SceneIQ

Turn hours of video into structured intelligence dossiers in minutes.

SceneIQ is an adaptive multimodal AI system that processes long-form video—podcasts, webinars, senate hearings, technical lectures—and generates comprehensive intelligence dossiers with speaker attribution, topic maps, key quotes, and highlight suggestions. All in 0.15× real-time on a single AMD MI300X GPU.

Why SceneIQ?

Humans can't scale to the volume of video content produced daily. A 3-hour congressional hearing requires 6+ hours of human review to extract actionable insights. SceneIQ does it in 28 minutes.

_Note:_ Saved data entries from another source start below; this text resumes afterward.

//! Event queue counters.

use std::sync::atomic::{AtomicU64, Ordering};

use serde::Serialize;

#[derive(Debug, Clone, Default, Serialize)]
/// Snapshot of event queue counters at a point in time.
pub struct EqStatsSnapshot {
    /// Raw connection manager events processed.
    pub raw_events: u64,
    /// Entries handed to the application.
    pub events_delivered: u64,
    /// Raw events consumed internally without a visible entry.
    pub events_internal: u64,
    /// Raw events of an unrecognized kind.
    pub unknown_events: u64,
    /// Transparent XRC connect retries.
    pub xrc_retries: u64,
    /// Accept responses resent for retransmitted SIDR requests.
    pub sidr_resends: u64,
    /// Rejects observed.
    pub rejects: u64,
    /// Structured errors recorded.
    pub errors_recorded: u64,
}

/// Thread-safe event queue counters.
#[derive(Default)]
pub struct EqStats {
    raw_events: AtomicU64,
    events_delivered: AtomicU64,
    events_internal: AtomicU64,
    unknown_events: AtomicU64,
    xrc_retries: AtomicU64,
    sidr_resends: AtomicU64,
    rejects: AtomicU64,
    errors_recorded: AtomicU64,
}

impl std::fmt::Debug for EqStats {
    fn fmt(&self, f: &mut std::fmt::Formatter<'_>) -> std::fmt::Result {
        f.debug_struct("EqStats")
            .field("snapshot", &self.snapshot())
            .finish()
    }
}

impl EqStats {
    /// Creates zeroed counters.
    pub fn new() -> Self {
        Self::default()
    }

    pub(crate) fn raw_event(&self) {
        self.raw_events.fetch_add(1, Ordering::Relaxed);
    }

    pub(crate) fn delivered(&self) {
        self.events_delivered.fetch_add(1, Ordering::Relaxed);
    }

    pub(crate) fn internal(&self) {
        self.events_internal.fetch_add(1, Ordering::Relaxed);
    }

    pub(crate) fn unknown(&self) {
        self.unknown_events.fetch_add(1, Ordering::Relaxed);
    }

    pub(crate) fn xrc_retry(&self) {
        self.xrc_retries.fetch_add(1, Ordering::Relaxed);
    }

    pub(crate) fn sidr_resend(&self) {
        self.sidr_resends.fetch_add(1, Ordering::Relaxed);
    }

    pub(crate) fn reject(&self) {
        self.rejects.fetch_add(1, Ordering::Relaxed);
    }

    pub(crate) fn error_recorded(&self) {
        self.errors_recorded.fetch_add(1, Ordering::Relaxed);
    }

    /// Returns a point-in-time copy of every counter.
    pub fn snapshot(&self) -> EqStatsSnapshot {
        EqStatsSnapshot {
            raw_events: self.raw_events.load(Ordering::Relaxed),
            events_delivered: self.events_delivered.load(Ordering::Relaxed),
            events_internal: self.events_internal.load(Ordering::Relaxed),
            unknown_events: self.unknown_events.load(Ordering::Relaxed),
            xrc_retries: self.xrc_retries.load(Ordering::Relaxed),
            sidr_resends: self.sidr_resends.load(Ordering::Relaxed),
            rejects: self.rejects.load(Ordering::Relaxed),
            errors_recorded: self.errors_recorded.load(Ordering::Relaxed),
        }
    }
}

Speed: 3-hour video → full dossier in 28 min (0.15× real-time)
Quality: Speaker-attributed transcript, adaptive keyframe selection (40–60 moments vs. 600+ dense frames)
Accuracy: Qwen3-VL-32B-Thinking vision + VibeVoice-ASR for robust multimodal analysis
Scale: Process 10+ hours per day on a single GPU

Architecture

Input Video
    ↓
┌─ Extract ─────────────────────────────────┐
│ • Adaptive keyframe selection (hybrid strategy)  │
│ • Audio extraction at 24kHz                     │
│ • Real-time frame deduplication                 │
└───────────────────┬────────────────────────┘
                    ↓
        ┌───────────┴───────────┐
        ↓                       ↓
    [Vision]              [Audio]        (parallel)
    (Qwen3-VL-32B)     (VibeVoice ASR)
        ↓                       ↓
    Frame Analysis        Speaker-Attributed
    + Thinking Traces     Transcript
        └───────────┬───────────┘
                    ↓
            ┌── Synthesis ──────────────┐
            │ Qwen3-VL-32B-Thinking     │
            │ generates structured JSON │
            └───────────┬───────────────┘
                        ↓
                  Intelligence Dossier
         • Executive brief
         • Topic map with timestamps
         • Speaker claims & quotes
         • Highlight clip suggestions
         • Benchmark metrics

Key Design:

Parallel Processing: Audio transcription runs concurrently with vision analysis, not sequentially. Vision takes ~13 min for 3h video; audio takes ~5 min. Total: ~13 min, not 18 min.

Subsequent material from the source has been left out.